Could you set down exactly the lines in the records below between the line holding "pub fn new()" and the line holding "it leaves the", inclusive?

Stored data entries
--- START ---

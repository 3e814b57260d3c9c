//! Ordered collections of exclusion patterns.

use std::path::Path;

use crate::gitignore;
use crate::pattern::ExclusionPattern;
use crate::PatternError;

/// Patterns excluded from every sync, ahead of anything user-supplied.
pub const DEFAULT_EXCLUDES: &[&str] = &[".git"];

/// An immutable set of exclusion patterns.
///
/// Evaluation is a logical OR: order only affects which pattern is reported
/// by [`PatternSet::first_match`], never whether a path is excluded.
#[derive(Debug, Clone, Default)]
pub struct PatternSet {
    patterns: Vec<ExclusionPattern>,
}

impl PatternSet {
    /// Create an empty set.
    pub fn new() -> Self {
        Self::default()
    }

    /// Compile every pattern, failing on the first invalid glob.
    pub fn try_from_patterns<I, S>(patterns: I) -> Result<Self, PatternError>
    where
        I: IntoIterator<Item = S>,
        S: Into<String>,
    {
        let patterns = patterns
            .into_iter()
            .map(ExclusionPattern::new)
            .collect::<Result<Vec<_>, _>>()?;
        Ok(Self { patterns })
    }

    /// Compile every pattern, dropping (and logging) invalid globs.
    ///
    /// An invalid glob can never match a path, so dropping it leaves the
    /// exclusion result unchanged.
    pub fn from_patterns<I, S>(patterns: I) -> Self
    where
        I: IntoIterator<Item = S>,
        S: Into<String>,
    {
        let mut set = Self::new();
        for pattern in patterns {
            set.push(pattern);
        }
        set
    }

    /// Build the set for a project root: the default excludes, then the
    /// root's `.gitignore` (if readable), then `extra`.
    pub fn from_project<I, S>(root: &Path, extra: I) -> Self
    where
        I: IntoIterator<Item = S>,
        S: Into<String>,
    {
        let mut set = Self::from_patterns(DEFAULT_EXCLUDES.iter().copied());

        let ignore_file = root.join(gitignore::GITIGNORE_FILE);
        match gitignore::load_gitignore(&ignore_file) {
            Ok(lines) => {
                tracing::debug!(
                    path = %ignore_file.display(),
                    count = lines.len(),
                    "loaded ignore file"
                );
                for line in lines {
                    set.push(line);
                }
            }
            Err(e) if e.kind() == std::io::ErrorKind::NotFound => {}
            Err(e) => {
                tracing::warn!(
                    path = %ignore_file.display(),
                    error = %e,
                    "ignore file unreadable, skipping"
                );
            }
        }

        for pattern in extra {
            set.push(pattern);
        }
        set
    }

    /// Append a pattern. Invalid globs are logged and dropped.
    pub fn push(&mut self, raw: impl Into<String>) {
        match ExclusionPattern::new(raw) {
            Ok(pattern) => self.patterns.push(pattern),
            Err(e) => {
                tracing::warn!(pattern = e.pattern(), error = %e, "ignoring exclusion pattern")
            }
        }
    }

    /// Check whether a `/`-separated relative path is excluded.
    pub fn should_exclude(&self, relative: &str, is_dir: bool) -> bool {
        self.first_match(relative, is_dir).is_some()
    }

    /// The first pattern, in set order, that excludes the path.
    pub fn first_match(&self, relative: &str, is_dir: bool) -> Option<&ExclusionPattern> {
        self.patterns.iter().find(|p| p.matches(relative, is_dir))
    }

    /// The compiled patterns in set order.
    pub fn patterns(&self) -> &[ExclusionPattern] {
        &self.patterns
    }

    /// Number of patterns.
    pub fn len(&self) -> usize {
        self.patterns.len()
    }

    /// Check if the set has no patterns.
    pub fn is_empty(&self) -> bool {
        self.patterns.is_empty()
    }
}

/// Check one path against one raw pattern.
///
/// A pattern that does not compile matches nothing.
pub fn matches(relative: &str, pattern: &str, is_dir: bool) -> bool {
    ExclusionPattern::new(pattern).is_ok_and(|p| p.matches(&to_slash(relative), is_dir))
}

/// Check one path against raw patterns: true if any of them matches.
pub fn should_exclude<S: AsRef<str>>(relative: &str, patterns: &[S], is_dir: bool) -> bool {
    let relative = to_slash(relative);
    patterns.iter().any(|p| {
        ExclusionPattern::new(p.as_ref()).is_ok_and(|p| p.matches(&relative, is_dir))
    })
}

#[cfg(windows)]
fn to_slash(relative: &str) -> String {
    relative.replace('\\', "/")
}

#[cfg(not(windows))]
fn to_slash(relative: &str) -> String {
    relative.to_string()
}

--- END ---

Task solution –
    pub fn new() -> Self {
        Self::default()
    }

    /// Compile every pattern, failing on the first invalid glob.
    pub fn try_from_patterns<I, S>(patterns: I) -> Result<Self, PatternError>
    where
        I: IntoIterator<Item = S>,
        S: Into<String>,
    {
        let patterns = patterns
            .into_iter()
            .map(ExclusionPattern::new)
            .collect::<Result<Vec<_>, _>>()?;
        Ok(Self { patterns })
    }

    /// Compile every pattern, dropping (and logging) invalid globs.
    ///
    /// An invalid glob can never match a path, so dropping it leaves the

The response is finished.